[Collection entries]
▬▬▬▬▬▬▬▬▬▬

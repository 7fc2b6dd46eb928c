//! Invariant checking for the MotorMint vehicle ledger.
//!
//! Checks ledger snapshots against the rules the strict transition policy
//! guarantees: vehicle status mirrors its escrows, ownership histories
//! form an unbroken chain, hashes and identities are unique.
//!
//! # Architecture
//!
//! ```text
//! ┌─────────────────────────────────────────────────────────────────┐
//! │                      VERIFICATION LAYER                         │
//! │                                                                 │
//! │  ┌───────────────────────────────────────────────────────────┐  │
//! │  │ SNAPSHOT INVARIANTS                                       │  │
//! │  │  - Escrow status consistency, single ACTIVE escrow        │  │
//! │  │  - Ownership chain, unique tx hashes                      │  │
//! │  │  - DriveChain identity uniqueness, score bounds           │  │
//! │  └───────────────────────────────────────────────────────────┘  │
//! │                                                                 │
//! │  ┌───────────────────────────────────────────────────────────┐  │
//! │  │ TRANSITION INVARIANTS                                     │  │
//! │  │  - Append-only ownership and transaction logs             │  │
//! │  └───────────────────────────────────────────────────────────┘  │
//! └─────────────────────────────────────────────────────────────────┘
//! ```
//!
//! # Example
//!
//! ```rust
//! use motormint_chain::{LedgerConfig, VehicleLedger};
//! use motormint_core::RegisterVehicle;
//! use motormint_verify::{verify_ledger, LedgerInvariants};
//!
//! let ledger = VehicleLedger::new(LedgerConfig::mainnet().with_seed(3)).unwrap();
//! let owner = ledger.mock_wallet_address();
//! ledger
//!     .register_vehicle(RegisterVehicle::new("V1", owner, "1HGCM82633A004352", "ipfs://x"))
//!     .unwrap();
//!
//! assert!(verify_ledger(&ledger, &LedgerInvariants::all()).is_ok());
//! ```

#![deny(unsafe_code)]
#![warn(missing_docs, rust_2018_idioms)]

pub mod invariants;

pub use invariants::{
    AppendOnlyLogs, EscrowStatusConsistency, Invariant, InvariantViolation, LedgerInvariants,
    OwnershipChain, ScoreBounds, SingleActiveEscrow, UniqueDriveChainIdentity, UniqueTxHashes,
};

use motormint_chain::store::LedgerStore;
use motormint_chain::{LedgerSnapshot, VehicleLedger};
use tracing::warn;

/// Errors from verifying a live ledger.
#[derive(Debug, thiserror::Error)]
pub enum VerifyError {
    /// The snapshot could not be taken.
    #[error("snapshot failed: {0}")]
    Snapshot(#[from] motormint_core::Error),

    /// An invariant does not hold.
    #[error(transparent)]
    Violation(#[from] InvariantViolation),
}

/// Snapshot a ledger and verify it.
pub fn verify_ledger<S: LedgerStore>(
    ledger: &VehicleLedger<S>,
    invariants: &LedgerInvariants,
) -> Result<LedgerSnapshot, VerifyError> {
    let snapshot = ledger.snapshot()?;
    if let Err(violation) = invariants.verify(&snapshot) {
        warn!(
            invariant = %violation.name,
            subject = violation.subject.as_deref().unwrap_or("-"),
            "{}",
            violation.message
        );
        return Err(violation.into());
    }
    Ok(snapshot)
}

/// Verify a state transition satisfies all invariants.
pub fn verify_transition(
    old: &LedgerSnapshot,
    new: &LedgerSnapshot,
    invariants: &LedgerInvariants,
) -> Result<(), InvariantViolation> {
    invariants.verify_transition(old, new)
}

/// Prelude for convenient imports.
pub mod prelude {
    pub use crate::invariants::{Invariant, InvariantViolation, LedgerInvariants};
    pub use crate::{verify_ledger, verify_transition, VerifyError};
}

▬▬▬▬▬▬▬▬▬▬

(WHAT IS NEEDED) Look for the word "LedgerInvariants" in the data, then return every line that contains it.

(RESPONSE TO THIS EXERCISE)
//! use motormint_verify::{verify_ledger, LedgerInvariants};
//! assert!(verify_ledger(&ledger, &LedgerInvariants::all()).is_ok());
    AppendOnlyLogs, EscrowStatusConsistency, Invariant, InvariantViolation, LedgerInvariants,
    invariants: &LedgerInvariants,
    invariants: &LedgerInvariants,
    pub use crate::invariants::{Invariant, InvariantViolation, LedgerInvariants};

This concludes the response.